Select and copy out every line in the records containing "crate".
BEGIN RECORDS SUPPLIED
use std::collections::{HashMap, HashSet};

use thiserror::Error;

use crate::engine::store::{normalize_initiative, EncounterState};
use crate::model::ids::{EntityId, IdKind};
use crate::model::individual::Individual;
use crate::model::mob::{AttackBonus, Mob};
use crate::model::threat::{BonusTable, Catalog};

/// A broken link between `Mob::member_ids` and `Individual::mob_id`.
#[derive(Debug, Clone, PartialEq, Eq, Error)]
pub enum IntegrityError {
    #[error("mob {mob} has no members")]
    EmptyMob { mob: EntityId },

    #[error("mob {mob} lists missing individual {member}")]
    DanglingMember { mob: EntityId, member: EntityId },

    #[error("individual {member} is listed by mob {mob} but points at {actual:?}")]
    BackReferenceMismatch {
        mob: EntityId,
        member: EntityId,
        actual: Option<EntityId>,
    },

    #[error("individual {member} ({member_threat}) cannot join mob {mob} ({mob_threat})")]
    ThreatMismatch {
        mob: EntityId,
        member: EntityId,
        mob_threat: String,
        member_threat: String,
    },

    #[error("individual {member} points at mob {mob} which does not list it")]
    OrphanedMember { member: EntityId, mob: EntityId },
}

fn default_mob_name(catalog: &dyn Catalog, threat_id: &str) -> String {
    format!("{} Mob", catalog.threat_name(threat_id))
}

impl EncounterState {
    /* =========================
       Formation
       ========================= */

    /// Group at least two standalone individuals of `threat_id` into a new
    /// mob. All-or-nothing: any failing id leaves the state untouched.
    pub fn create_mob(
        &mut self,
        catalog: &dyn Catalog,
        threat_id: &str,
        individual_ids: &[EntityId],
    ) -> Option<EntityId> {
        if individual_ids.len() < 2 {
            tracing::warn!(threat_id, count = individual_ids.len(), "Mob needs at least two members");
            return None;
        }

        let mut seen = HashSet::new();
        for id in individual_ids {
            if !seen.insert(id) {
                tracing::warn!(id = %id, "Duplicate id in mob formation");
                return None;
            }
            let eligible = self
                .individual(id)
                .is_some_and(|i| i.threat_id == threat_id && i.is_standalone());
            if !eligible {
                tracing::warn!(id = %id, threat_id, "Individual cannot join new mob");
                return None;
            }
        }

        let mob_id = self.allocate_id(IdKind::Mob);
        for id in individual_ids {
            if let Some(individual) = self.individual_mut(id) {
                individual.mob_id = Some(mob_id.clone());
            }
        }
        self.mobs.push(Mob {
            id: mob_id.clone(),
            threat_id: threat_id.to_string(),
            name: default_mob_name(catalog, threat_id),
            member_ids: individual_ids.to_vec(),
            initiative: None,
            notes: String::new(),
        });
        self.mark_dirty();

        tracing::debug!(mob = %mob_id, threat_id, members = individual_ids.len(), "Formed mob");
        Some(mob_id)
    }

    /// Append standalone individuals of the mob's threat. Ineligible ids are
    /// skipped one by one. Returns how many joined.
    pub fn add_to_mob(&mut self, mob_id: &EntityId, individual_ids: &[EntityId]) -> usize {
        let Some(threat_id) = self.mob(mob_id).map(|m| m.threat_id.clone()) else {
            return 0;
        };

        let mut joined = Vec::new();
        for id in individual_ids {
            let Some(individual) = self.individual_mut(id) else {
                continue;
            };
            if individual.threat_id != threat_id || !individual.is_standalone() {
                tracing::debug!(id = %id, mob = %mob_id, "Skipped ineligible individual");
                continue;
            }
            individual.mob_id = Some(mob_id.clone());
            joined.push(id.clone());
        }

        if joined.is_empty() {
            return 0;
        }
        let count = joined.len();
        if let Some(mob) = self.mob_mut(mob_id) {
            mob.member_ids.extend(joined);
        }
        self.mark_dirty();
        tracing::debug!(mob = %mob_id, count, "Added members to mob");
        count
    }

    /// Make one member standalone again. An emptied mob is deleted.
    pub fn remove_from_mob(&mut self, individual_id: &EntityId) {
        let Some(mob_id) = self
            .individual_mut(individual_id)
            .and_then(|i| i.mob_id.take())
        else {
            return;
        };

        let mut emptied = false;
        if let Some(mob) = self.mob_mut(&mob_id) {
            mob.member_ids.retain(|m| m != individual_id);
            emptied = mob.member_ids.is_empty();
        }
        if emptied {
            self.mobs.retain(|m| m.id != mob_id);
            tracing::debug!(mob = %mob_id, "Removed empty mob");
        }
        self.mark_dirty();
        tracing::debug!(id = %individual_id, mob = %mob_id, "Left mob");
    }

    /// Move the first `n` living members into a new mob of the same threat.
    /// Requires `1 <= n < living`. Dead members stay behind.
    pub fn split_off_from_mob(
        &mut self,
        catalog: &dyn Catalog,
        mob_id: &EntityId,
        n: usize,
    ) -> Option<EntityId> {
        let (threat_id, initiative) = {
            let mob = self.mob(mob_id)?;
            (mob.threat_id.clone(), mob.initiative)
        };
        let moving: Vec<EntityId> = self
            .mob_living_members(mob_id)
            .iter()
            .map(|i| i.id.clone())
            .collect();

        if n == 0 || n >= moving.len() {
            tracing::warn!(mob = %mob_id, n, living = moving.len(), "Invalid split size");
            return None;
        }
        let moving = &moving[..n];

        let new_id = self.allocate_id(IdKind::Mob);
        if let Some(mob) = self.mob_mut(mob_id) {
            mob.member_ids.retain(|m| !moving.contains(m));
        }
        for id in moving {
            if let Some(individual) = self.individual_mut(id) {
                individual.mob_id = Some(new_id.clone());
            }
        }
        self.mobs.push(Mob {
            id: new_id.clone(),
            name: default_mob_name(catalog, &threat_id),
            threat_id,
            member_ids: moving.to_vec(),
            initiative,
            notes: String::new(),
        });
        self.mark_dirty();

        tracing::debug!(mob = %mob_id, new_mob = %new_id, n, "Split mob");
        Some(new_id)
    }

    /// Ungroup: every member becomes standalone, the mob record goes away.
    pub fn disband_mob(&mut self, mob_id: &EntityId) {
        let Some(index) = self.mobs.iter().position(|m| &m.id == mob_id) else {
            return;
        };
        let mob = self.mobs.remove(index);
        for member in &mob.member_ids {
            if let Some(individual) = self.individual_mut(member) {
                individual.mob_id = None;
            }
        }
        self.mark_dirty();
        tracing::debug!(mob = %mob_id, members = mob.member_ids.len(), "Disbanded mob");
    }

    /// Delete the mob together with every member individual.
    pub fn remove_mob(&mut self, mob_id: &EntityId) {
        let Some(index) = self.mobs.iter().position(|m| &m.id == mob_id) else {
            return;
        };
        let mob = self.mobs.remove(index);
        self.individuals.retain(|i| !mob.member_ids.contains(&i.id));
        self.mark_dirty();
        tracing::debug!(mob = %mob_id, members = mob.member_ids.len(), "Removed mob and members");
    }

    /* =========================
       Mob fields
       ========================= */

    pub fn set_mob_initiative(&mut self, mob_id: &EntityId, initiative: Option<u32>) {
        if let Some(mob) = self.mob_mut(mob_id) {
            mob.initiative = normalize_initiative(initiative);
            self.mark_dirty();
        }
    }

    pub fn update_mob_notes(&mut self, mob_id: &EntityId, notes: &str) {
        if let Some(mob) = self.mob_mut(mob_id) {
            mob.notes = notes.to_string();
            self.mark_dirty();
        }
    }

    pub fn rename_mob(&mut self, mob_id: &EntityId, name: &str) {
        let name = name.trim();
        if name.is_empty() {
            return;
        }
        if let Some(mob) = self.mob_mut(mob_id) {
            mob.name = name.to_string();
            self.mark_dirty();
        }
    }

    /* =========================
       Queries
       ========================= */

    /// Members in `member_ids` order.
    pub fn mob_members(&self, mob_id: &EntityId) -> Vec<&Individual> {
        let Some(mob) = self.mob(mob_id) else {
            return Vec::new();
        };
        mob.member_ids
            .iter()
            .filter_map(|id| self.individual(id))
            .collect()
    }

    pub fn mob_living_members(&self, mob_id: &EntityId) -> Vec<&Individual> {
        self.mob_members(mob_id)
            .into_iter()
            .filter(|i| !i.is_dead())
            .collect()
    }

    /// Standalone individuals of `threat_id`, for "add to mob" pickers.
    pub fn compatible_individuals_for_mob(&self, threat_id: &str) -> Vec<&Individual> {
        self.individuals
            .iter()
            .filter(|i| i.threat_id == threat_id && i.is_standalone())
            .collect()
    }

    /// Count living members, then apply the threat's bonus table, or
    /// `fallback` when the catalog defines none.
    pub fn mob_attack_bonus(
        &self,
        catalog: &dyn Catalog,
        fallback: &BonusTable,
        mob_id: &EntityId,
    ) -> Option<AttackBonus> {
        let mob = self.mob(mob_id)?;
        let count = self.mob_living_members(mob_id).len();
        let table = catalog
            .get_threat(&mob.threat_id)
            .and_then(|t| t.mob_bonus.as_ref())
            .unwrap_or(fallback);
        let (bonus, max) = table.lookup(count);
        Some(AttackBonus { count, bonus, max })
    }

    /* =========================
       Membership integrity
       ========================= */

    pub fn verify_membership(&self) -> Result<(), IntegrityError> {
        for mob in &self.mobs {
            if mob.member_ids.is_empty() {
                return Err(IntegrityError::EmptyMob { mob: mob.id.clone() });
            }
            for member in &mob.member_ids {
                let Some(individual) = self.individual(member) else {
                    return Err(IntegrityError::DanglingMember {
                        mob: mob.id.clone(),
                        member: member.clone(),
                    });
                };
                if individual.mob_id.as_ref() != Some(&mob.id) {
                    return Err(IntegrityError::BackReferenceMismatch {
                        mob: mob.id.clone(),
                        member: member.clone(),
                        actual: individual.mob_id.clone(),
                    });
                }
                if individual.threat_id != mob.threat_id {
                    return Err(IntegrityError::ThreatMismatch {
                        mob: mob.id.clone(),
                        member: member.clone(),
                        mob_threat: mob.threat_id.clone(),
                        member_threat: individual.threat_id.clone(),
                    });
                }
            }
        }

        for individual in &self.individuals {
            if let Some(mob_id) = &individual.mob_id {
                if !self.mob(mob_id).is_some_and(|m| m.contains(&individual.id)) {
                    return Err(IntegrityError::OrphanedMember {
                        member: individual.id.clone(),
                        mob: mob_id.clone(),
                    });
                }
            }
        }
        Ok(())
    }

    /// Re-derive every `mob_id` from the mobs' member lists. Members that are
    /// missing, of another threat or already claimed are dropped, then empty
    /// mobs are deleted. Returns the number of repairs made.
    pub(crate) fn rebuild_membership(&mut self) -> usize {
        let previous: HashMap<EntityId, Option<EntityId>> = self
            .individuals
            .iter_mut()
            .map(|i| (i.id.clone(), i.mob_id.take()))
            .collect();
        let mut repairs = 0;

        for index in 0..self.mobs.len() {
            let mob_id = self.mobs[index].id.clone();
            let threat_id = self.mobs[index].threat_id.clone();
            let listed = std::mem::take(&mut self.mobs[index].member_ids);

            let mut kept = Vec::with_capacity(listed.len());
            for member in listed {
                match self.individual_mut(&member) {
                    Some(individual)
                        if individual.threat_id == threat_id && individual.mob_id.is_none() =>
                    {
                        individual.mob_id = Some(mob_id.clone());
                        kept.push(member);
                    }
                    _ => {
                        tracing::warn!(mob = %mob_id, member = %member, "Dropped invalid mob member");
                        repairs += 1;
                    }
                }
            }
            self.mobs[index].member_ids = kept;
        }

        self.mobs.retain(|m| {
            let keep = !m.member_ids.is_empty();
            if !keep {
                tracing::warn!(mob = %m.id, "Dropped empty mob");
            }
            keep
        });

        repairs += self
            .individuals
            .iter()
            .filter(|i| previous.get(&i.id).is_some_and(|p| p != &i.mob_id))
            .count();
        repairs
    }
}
END RECORDS SUPPLIED
**OUTPUT FOR THIS EXERCISE:**
use crate::engine::store::{normalize_initiative, EncounterState};
use crate::model::ids::{EntityId, IdKind};
use crate::model::individual::Individual;
use crate::model::mob::{AttackBonus, Mob};
use crate::model::threat::{BonusTable, Catalog};
    pub(crate) fn rebuild_membership(&mut self) -> usize {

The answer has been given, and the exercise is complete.